- [Prompt]:
The answer must repeat each line of the material exactly.

- [Dataset records]:
__________________________________________________

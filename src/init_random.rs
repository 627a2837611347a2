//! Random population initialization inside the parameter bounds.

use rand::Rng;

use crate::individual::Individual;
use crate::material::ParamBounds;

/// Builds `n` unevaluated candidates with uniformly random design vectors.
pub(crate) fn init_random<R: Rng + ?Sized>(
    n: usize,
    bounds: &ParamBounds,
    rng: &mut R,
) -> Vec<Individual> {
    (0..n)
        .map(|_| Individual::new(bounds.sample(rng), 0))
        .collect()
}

__________________________________________________

- [Exercise answer]:
filename src/init_random.rs
repository 627a2837611347a2
//! Random population initialization inside the parameter bounds.

use rand::Rng;

use crate::individual::Individual;
use crate::material::ParamBounds;

/// Builds `n` unevaluated candidates with uniformly random design vectors.
pub(crate) fn init_random<R: Rng + ?Sized>(
    n: usize,
    bounds: &ParamBounds,
    rng: &mut R,
) -> Vec<Individual> {
    (0..n)
        .map(|_| Individual::new(bounds.sample(rng), 0))
        .collect()
}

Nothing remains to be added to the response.